Den Kaufpreis für die Lieferungen, über die die Rechnungen vom 31. August 1961 bis 18. Dezember 1961 lauten (oben d), hat die Klägerin in der Sache 3 O 531/62 LG Köln = 7 U 80/63 OLG Köln geltend gemacht. Der Beklagte ist in beiden Rechtszügen zur Zahlung verurteilt worden. Der Rechtsstreit ist Gegenstand des Revisionsverfahrens VIII ZR 31/65 des erkennenden Senats.
Den zum 3. Oktober 1961 fälligen Wechsel über 11.271,40 DM (oben a), den zum 14. Dezember 1961 fälligen Wechsel über 7.746,63 DM (oben b) und den zum 31. Januar 1962 fälligen Wechsel über 1.596,11 DM (oben c) hat die Klägerin, nachdem die Wechsel zu Protest gegangen waren, in der Sache 3 O 342/62 LG Köln = 7 U 5/63 OLG Köln eingeklagt. Die Revision des Beklagten gegen das der Klage stattgebende Urteil des Oberlandesgerichts ist Gegenstand des Verfahrens VIII ZR 222/65 des erkennenden Senats.
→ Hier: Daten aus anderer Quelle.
//! The public façade wiring the tiers together (`spec.md` §4.6).
//!
//! Grounded on `kv/src/mvcc/mvcc.rs`'s `MVCC<E>`, which wraps a storage
//! engine in `Arc<Mutex<E>>` and exposes `begin`/`begin_read_only`/`status`.
//! `Cache<K>` plays the same role here: a cheaply-`Clone`-able handle over
//! shared, mutex-guarded state, with `begin_transaction` standing in for
//! `MVCC::begin`.

use crate::entity::{Entity, EntityRevision, EntryState};
use crate::error::CResult;
use crate::lru::Lru;
use crate::options::CacheOptions;
use crate::primary_store::PrimaryStore;
use crate::revision_log::RevisionLog;
use crate::transaction::LiveTransaction;
use std::collections::HashMap;
use std::fmt::Debug;
use std::hash::Hash;
use std::sync::Arc;
use tokio::sync::Mutex;

pub(crate) struct CacheInner<K> {
    pub(crate) primary: PrimaryStore<K>,
    pub(crate) lru: Lru<K>,
    pub(crate) revisions: RevisionLog<K>,
}

/// A cheaply-cloneable handle over the cache's shared state. All tiers
/// (primary store, LRU, revision log) live behind a single mutex, acquired
/// around each mutation per `spec.md` §5.
pub struct Cache<K> {
    pub(crate) inner: Arc<Mutex<CacheInner<K>>>,
    pub(crate) options: Arc<CacheOptions<K>>,
}

impl<K> Clone for Cache<K> {
    fn clone(&self) -> Self {
        Self { inner: self.inner.clone(), options: self.options.clone() }
    }
}

/// Constructs a cache with the given options (or defaults per `spec.md`
/// §6: `expiration.lru = 10_000`, `expiration.ttl = 60_000`).
pub fn build_cache<K: Clone + Eq + Hash + 'static>(options: Option<CacheOptions<K>>) -> Cache<K> {
    let options = options.unwrap_or_default();
    let lru = Lru::new(options.expiration.lru);
    Cache {
        inner: Arc::new(Mutex::new(CacheInner {
            primary: PrimaryStore::new(),
            lru,
            revisions: RevisionLog::new(),
        })),
        options: Arc::new(options),
    }
}

impl<K: Clone + Eq + Hash + Debug + Send + Sync + 'static> Cache<K> {
    /// Resolves `key` against the primary store's weak reference.
    pub async fn get(&self, key: &K) -> Option<Entity> {
        let mut inner = self.inner.lock().await;
        inner.primary.get(key)
    }

    /// Deep-clones every reachable entity out of the primary store.
    pub async fn save(&self) -> CResult<Vec<(K, Entity, EntryState)>> {
        let inner = self.inner.lock().await;
        let mut out = Vec::new();
        for key in inner.primary.live_keys() {
            if let Some((entity, state)) = inner.primary.peek(&key) {
                out.push((key, entity, state));
            }
        }
        Ok(out)
    }

    /// Installs each `(key, value, state)` in order, deep-cloning the
    /// value, installing into the LRU tier where `state.retained.lru`, and
    /// appending a revision numbered by a load-local counter starting at 0
    /// (shared across every entry in this call, per `spec.md` §4.6).
    /// Does not clear first — callers wanting a replace must `clear()`.
    pub async fn load(&self, entries: Vec<(K, Entity, EntryState)>) -> CResult<()> {
        let mut inner = self.inner.lock().await;
        let mut counter: u64 = 0;
        for (key, value, state) in entries {
            let stored = value.clone();
            let arc = inner.primary.put(key.clone(), stored, state);
            if state.retained.lru {
                inner.lru.set_shared(key.clone(), arc);
            }
            counter += 1;
            inner.revisions.append(key, EntityRevision::new(value, counter));
        }
        Ok(())
    }

    /// Empties the primary store, the LRU tier, and the revision log.
    pub async fn clear(&self) {
        let mut inner = self.inner.lock().await;
        inner.primary.clear();
        inner.lru.clear();
        inner.revisions.clear_all();
    }

    /// Constructs a live transaction from a fresh snapshot of the primary
    /// store and revision logs.
    pub async fn begin_transaction(&self) -> LiveTransaction<K> {
        log::debug!("beginning live transaction");
        let inner = self.inner.lock().await;
        let mut snapshot = HashMap::new();
        let mut entry_state = HashMap::new();
        let mut entry_revisions = HashMap::new();
        for key in inner.primary.live_keys() {
            if let Some((entity, state)) = inner.primary.peek(&key) {
                entry_revisions.insert(key.clone(), inner.revisions.iter(&key).cloned().collect());
                snapshot.insert(key.clone(), entity);
                entry_state.insert(key, state);
            }
        }
        drop(inner);
        LiveTransaction::new(self.clone(), snapshot, entry_revisions, entry_state)
    }

    /// Installs the committed entities (installing into the LRU tier only
    /// where `state.retained.lru`) and appends the accumulated revisions,
    /// atomically relative to other committing transactions (both tiers
    /// are mutated under the same lock acquisition).
    pub(crate) async fn commit_transaction(
        &self,
        entries: Vec<(K, Entity, EntryState)>,
        revisions: HashMap<K, Vec<EntityRevision>>,
    ) -> CResult<()> {
        let mut inner = self.inner.lock().await;
        log::debug!("installing {} committed entr(y/ies)", entries.len());
        for (key, entity, state) in entries {
            let arc = inner.primary.put(key.clone(), entity, state);
            if state.retained.lru {
                inner.lru.set_shared(key, arc);
            } else {
                inner.lru.delete(&key);
            }
        }
        for (key, revs) in revisions {
            inner.revisions.append_many(key, revs);
        }
        Ok(())
    }

    /// Reads the current primary value for `key`, bypassing any
    /// transaction's snapshot — used by the commit loop (`spec.md` §4.4
    /// step 1: "fresh, not snapshot").
    pub(crate) async fn get_fresh(&self, key: &K) -> Option<Entity> {
        self.get(key).await
    }

    /// `(key, entity, state)` for every entry live at call time. Lists keys
    /// first, then resolves each behind a suspension point. A key whose
    /// weak reference has evaporated by the time it's resolved is skipped
    /// silently — per `spec.md` §3, an evaporated entry is tolerated during
    /// normal iteration, not an error; `PrimaryStoreInvariantViolation` is
    /// reserved for evaporation detected strictly mid-yield, which
    /// `live_keys()` + `peek()` here cannot distinguish from "evaporated
    /// before this call even started".
    pub async fn entries(&self) -> CResult<Vec<(K, Entity, EntryState)>> {
        let live_keys = {
            let inner = self.inner.lock().await;
            inner.primary.live_keys()
        };
        let mut out = Vec::with_capacity(live_keys.len());
        for key in live_keys {
            tokio::task::yield_now().await;
            let inner = self.inner.lock().await;
            if let Some((entity, state)) = inner.primary.peek(&key) {
                out.push((key, entity, state));
            }
        }
        Ok(out)
    }

    pub async fn keys(&self) -> CResult<Vec<K>> {
        Ok(self.entries().await?.into_iter().map(|(k, _, _)| k).collect())
    }

    pub async fn values(&self) -> CResult<Vec<Entity>> {
        Ok(self.entries().await?.into_iter().map(|(_, v, _)| v).collect())
    }

    /// The full revision history for `key`, oldest first.
    pub async fn entry_revisions(&self, key: &K) -> Vec<EntityRevision> {
        let inner = self.inner.lock().await;
        inner.revisions.iter(key).cloned().collect()
    }
}

#[cfg(test)]
mod tests {
    use super::*;

    #[tokio::test]
    async fn get_returns_none_for_missing_key() {
        let cache = build_cache::<String>(None);
        assert_eq!(cache.get(&"missing".to_string()).await, None);
    }

    #[tokio::test]
    async fn load_then_get_round_trips() {
        let cache = build_cache::<String>(None);
        cache
            .load(vec![(
                "k".to_string(),
                serde_json::json!({"v": 1}),
                EntryState::new(crate::entity::Retention::new(true, 60_000), None),
            )])
            .await
            .unwrap();

        assert_eq!(cache.get(&"k".to_string()).await, Some(serde_json::json!({"v": 1})));
        assert_eq!(cache.entry_revisions(&"k".to_string()).await.len(), 1);
    }

    #[tokio::test]
    async fn clear_empties_everything() {
        let cache = build_cache::<String>(None);
        cache
            .load(vec![(
                "k".to_string(),
                serde_json::json!(1),
                EntryState::new(crate::entity::Retention::new(true, 60_000), None),
            )])
            .await
            .unwrap();
        cache.clear().await;
        assert_eq!(cache.get(&"k".to_string()).await, None);
        assert!(cache.entry_revisions(&"k".to_string()).await.is_empty());
    }

    #[tokio::test]
    async fn load_without_lru_flag_is_reachable_only_while_externally_held() {
        let cache = build_cache::<String>(None);
        cache
            .load(vec![(
                "k".to_string(),
                serde_json::json!(1),
                EntryState::new(crate::entity::Retention::new(false, 60_000), None),
            )])
            .await
            .unwrap();
        // Nothing retains the entity strongly once load() finishes, so it
        // evaporates immediately.
        assert_eq!(cache.get(&"k".to_string()).await, None);
    }
}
Im vorliegenden Rechtsstreit beansprucht die Klägerin den sich aus der Rücknahme der Wechsel über 4.100 DM, 7.250 DM und 6.500 DM ergebenden Restbetrag von 17.850 DM aus den Lieferungen, über die die Rechnungen vom 15. Mai 1961 bis 31. Juli 1961 ausgestellt sind (oben b). Die Klägerin macht ferner Protestkosten in Höhe von 40,57 DM aus einem Wechsel über 5.000 DM geltend, dessen Aussteller der Beklagte ist. Insgesamt verlangt die Klägerin Zahlung von 17.890,57 DM. Das Landgericht und das Oberlandesgericht haben den Beklagten nach dem Klageantrage verurteilt.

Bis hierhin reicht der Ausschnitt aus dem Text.